Stored items
----

pub type RawId = u32;

/// Sentinel for "no cell"
pub const INVALID: RawId = 0;

const DETECTOR_OFFSET : u32 = 28;
const DETECTOR_MASK   : u32 = 0xF;
const SUBDET_OFFSET   : u32 = 25;
const SUBDET_MASK     : u32 = 0x7;
const REGION_OFFSET   : u32 = 23;
const REGION_MASK     : u32 = 0x3;
const ZSIDE_OFFSET    : u32 = 22;
const ZSIDE_MASK      : u32 = 0x1;
const ROD_RING_OFFSET : u32 = 16;
const ROD_RING_MASK   : u32 = 0x3F;

const FORWARD   : u32 = 6;
const FAST_TIME : u32 = 1;

#[derive(Clone, Copy, Debug, PartialEq, Eq)]
pub enum Zside { Minus, Plus }

impl Zside {
    pub fn sign(self) -> i32 {
        match self {
            Zside::Minus => -1,
            Zside::Plus  =>  1,
        }
    }
}

#[derive(Clone, Copy, Debug, PartialEq, Eq)]
pub enum RegionCode { Barrel = 1, Endcap = 2 }

/// Which region a raw id belongs to, if it belongs to the timing detector at all.
pub fn region_of(raw: RawId) -> Option<RegionCode> {
    if field(raw, DETECTOR_OFFSET, DETECTOR_MASK) != FORWARD  { return None }
    if field(raw,   SUBDET_OFFSET,   SUBDET_MASK) != FAST_TIME { return None }
    match field(raw, REGION_OFFSET, REGION_MASK) {
        1 => Some(RegionCode::Barrel),
        2 => Some(RegionCode::Endcap),
        _ => None,
    }
}

pub(crate) fn field(raw: RawId, offset: u32, mask: u32) -> u32 { (raw >> offset) & mask }

pub(crate) fn zside(raw: RawId) -> Zside {
    if field(raw, ZSIDE_OFFSET, ZSIDE_MASK) == 0 { Zside::Minus } else { Zside::Plus }
}

pub(crate) fn rod_or_ring(raw: RawId) -> u32 { field(raw, ROD_RING_OFFSET, ROD_RING_MASK) }

/// Bits common to every cell in `region`
pub(crate) fn common_bits(region: RegionCode, zside: Zside, rod_or_ring: u32) -> RawId {
    let z = match zside { Zside::Minus => 0, Zside::Plus => 1 };
    (FORWARD                  << DETECTOR_OFFSET) |
    (FAST_TIME                << SUBDET_OFFSET  ) |
    ((region as u32)          << REGION_OFFSET  ) |
    (z                        << ZSIDE_OFFSET   ) |
    ((rod_or_ring & ROD_RING_MASK) << ROD_RING_OFFSET)
}
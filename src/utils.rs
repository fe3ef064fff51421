/// Group numeric digits to facilitate reading long numbers
pub fn group_digits<F: std::fmt::Display>(n: F) -> String {
    use numsep::{separate, Locale};
    separate(n, Locale::English)
}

----

§ **What you are asked to do**
Once you find the line with "pub fn region_of(raw: RawId)" in the entries above, output it and each line after it up to and including the line with "reading long numbers", and nothing else.

§ **Response to the task**
pub fn region_of(raw: RawId) -> Option<RegionCode> {
    if field(raw, DETECTOR_OFFSET, DETECTOR_MASK) != FORWARD  { return None }
    if field(raw,   SUBDET_OFFSET,   SUBDET_MASK) != FAST_TIME { return None }
    match field(raw, REGION_OFFSET, REGION_MASK) {
        1 => Some(RegionCode::Barrel),
        2 => Some(RegionCode::Endcap),
        _ => None,
    }
}

pub(crate) fn field(raw: RawId, offset: u32, mask: u32) -> u32 { (raw >> offset) & mask }

pub(crate) fn zside(raw: RawId) -> Zside {
    if field(raw, ZSIDE_OFFSET, ZSIDE_MASK) == 0 { Zside::Minus } else { Zside::Plus }
}

pub(crate) fn rod_or_ring(raw: RawId) -> u32 { field(raw, ROD_RING_OFFSET, ROD_RING_MASK) }

/// Bits common to every cell in `region`
pub(crate) fn common_bits(region: RegionCode, zside: Zside, rod_or_ring: u32) -> RawId {
    let z = match zside { Zside::Minus => 0, Zside::Plus => 1 };
    (FORWARD                  << DETECTOR_OFFSET) |
    (FAST_TIME                << SUBDET_OFFSET  ) |
    ((region as u32)          << REGION_OFFSET  ) |
    (z                        << ZSIDE_OFFSET   ) |
    ((rod_or_ring & ROD_RING_MASK) << ROD_RING_OFFSET)
}
filename src/utils.rs
repository fe3ef064fff51421
/// Group numeric digits to facilitate reading long numbers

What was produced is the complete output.